To explore the mechanism of carnosic acid (CA) in treating primary open angle glaucoma (POAG)-induced optic nerve injury using network pharmacology and bioinformatics analyses.

CA targets were predicted using SwissTargetPrediction and TARGET PREDICTION databases, while glaucoma-related targets were identified via GeneCards, OMIM, DisGeNET, and CTD. Differentially expressed genes (DEGs) were identified by analyzing the Gene Expression Omnibus (GEO) dataset GSE45570, which includes optic nerve head samples from 6 POAG patients and 6 controls. Key targets were derived by intersecting DEGs with CA and glaucoma targets. The expression of the key target gene, FABP3, was further validated in two independent GEO datasets: GSE13534 (lamina cribrosa cells) and GSE2387 (lamina cribrosa region samples). The expression was also validated at mRNA and protein levels using quantitative real-time polymerase chain reaction (qRT-PCR) and Western blot (WB) in experimental models. Molecular docking was used to assess binding affinity, and co-immunoprecipitation (Co-IP) confirmed the interaction. Functional enrichment and immune-infiltration correlation analyses were also performed.

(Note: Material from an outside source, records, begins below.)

// =============================================================================
// Scanning
// =============================================================================

#[tokio::test]
async fn test_resolve_scan() {
    let db = db().await;
    let remera = product(&db, "Remera", 5000, 1000, 0).await;
    let rojo = db
        .catalog()
        .upsert_variant(VariantDraft {
            id: None,
            product_id: remera.id.clone(),
            name: "Rojo".to_string(),
            stock: 5,
        })
        .await
        .unwrap();

    let label = ScanPayload::new(remera.id.clone(), Some(rojo.id.clone())).encode();
    let found = db.catalog().resolve_scan(&label).await.unwrap();
    assert_eq!(found.product.id, remera.id);
    assert_eq!(found.variant.map(|v| v.id), Some(rojo.id.clone()));

    let bare = db.catalog().resolve_scan(&remera.id).await.unwrap();
    assert!(bare.variant.is_none());
    assert_eq!(bare.product.variants.len(), 1);

    let unknown = ScanPayload::new(uuid::Uuid::new_v4().to_string(), None).encode();
    let err = db.catalog().resolve_scan(&unknown).await.unwrap_err();
    assert_eq!(err.kind(), ErrorKind::NotFound);

    let err = db.catalog().resolve_scan("not a label").await.unwrap_err();
    assert_eq!(err.kind(), ErrorKind::ValidationError);
}

// =============================================================================
// Numeric Limits
// =============================================================================

#[tokio::test]
async fn test_huge_component_quantity_is_rejected() {
    let db = db().await;
    let tela = material(&db, "Tela", 1000, 100.0).await;
    let remera = product(&db, "Remera", 5000, 0, 10).await;
    db.catalog().add_component(&remera.id, &tela.id, 2.0).await.unwrap();

    let err = db
        .catalog()
        .add_component(&remera.id, &tela.id, 1e300)
        .await
        .unwrap_err();
    assert_eq!(err.kind(), ErrorKind::ValidationError);

    let p = db.catalog().get_product(&remera.id).await.unwrap();
    assert_eq!(p.cost_cents, 2000);
    assert_eq!(p.components.len(), 1);
}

A total of 306 DEGs, 84 CA targets, and 15715 glaucoma targets were identified. FABP3 was identified as the key target, which was significantly upregulated in POAG samples in both validation datasets (GSE13534 and GSE2387) and confirmed by qRT-PCR and WB assays. Molecular docking revealed a strong binding affinity between FABP3 and CA (docking score: -9.79 kcal/mol), which was validated by Co-IP. Functional enrichment analysis showed FABP3 was associated with mitochondrial function and immune-related pathways. Correlation analysis indicated FABP3 had a significant negative correlation with activated dendritic cells (aDCs).

Our study suggests that CA may treat POAG by targeting FABP3, potentially by mitigating oxidative stress and modulating immune responses. This provides a pharmacological foundation and identifies FABP3 as a potential therapeutic target for POAG treatment.